Stored data
^^^^^^^^^^^^^^^^
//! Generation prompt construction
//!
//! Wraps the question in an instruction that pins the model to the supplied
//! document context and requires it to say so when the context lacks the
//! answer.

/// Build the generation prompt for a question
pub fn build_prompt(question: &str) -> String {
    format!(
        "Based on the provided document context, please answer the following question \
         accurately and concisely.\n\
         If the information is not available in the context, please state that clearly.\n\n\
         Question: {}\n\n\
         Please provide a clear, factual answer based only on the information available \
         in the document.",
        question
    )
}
^^^^^^^^^^^^^^^^
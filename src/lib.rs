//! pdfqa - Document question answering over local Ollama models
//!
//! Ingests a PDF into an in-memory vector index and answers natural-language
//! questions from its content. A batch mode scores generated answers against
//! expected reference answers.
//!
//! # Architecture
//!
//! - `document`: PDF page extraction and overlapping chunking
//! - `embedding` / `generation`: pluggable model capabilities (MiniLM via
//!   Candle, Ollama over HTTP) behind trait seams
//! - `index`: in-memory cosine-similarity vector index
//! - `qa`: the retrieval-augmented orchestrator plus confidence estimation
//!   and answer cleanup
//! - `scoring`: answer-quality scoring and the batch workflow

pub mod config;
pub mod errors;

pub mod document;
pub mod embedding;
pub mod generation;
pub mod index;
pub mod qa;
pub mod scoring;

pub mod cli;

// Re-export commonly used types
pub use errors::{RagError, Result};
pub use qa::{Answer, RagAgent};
^^^^^^^^^^^^^^^^
§ **Task item**: Among the lines above, return each one holding the string "scoring".

§ **Output for this task**:
//! - `scoring`: answer-quality scoring and the batch workflow
pub mod scoring;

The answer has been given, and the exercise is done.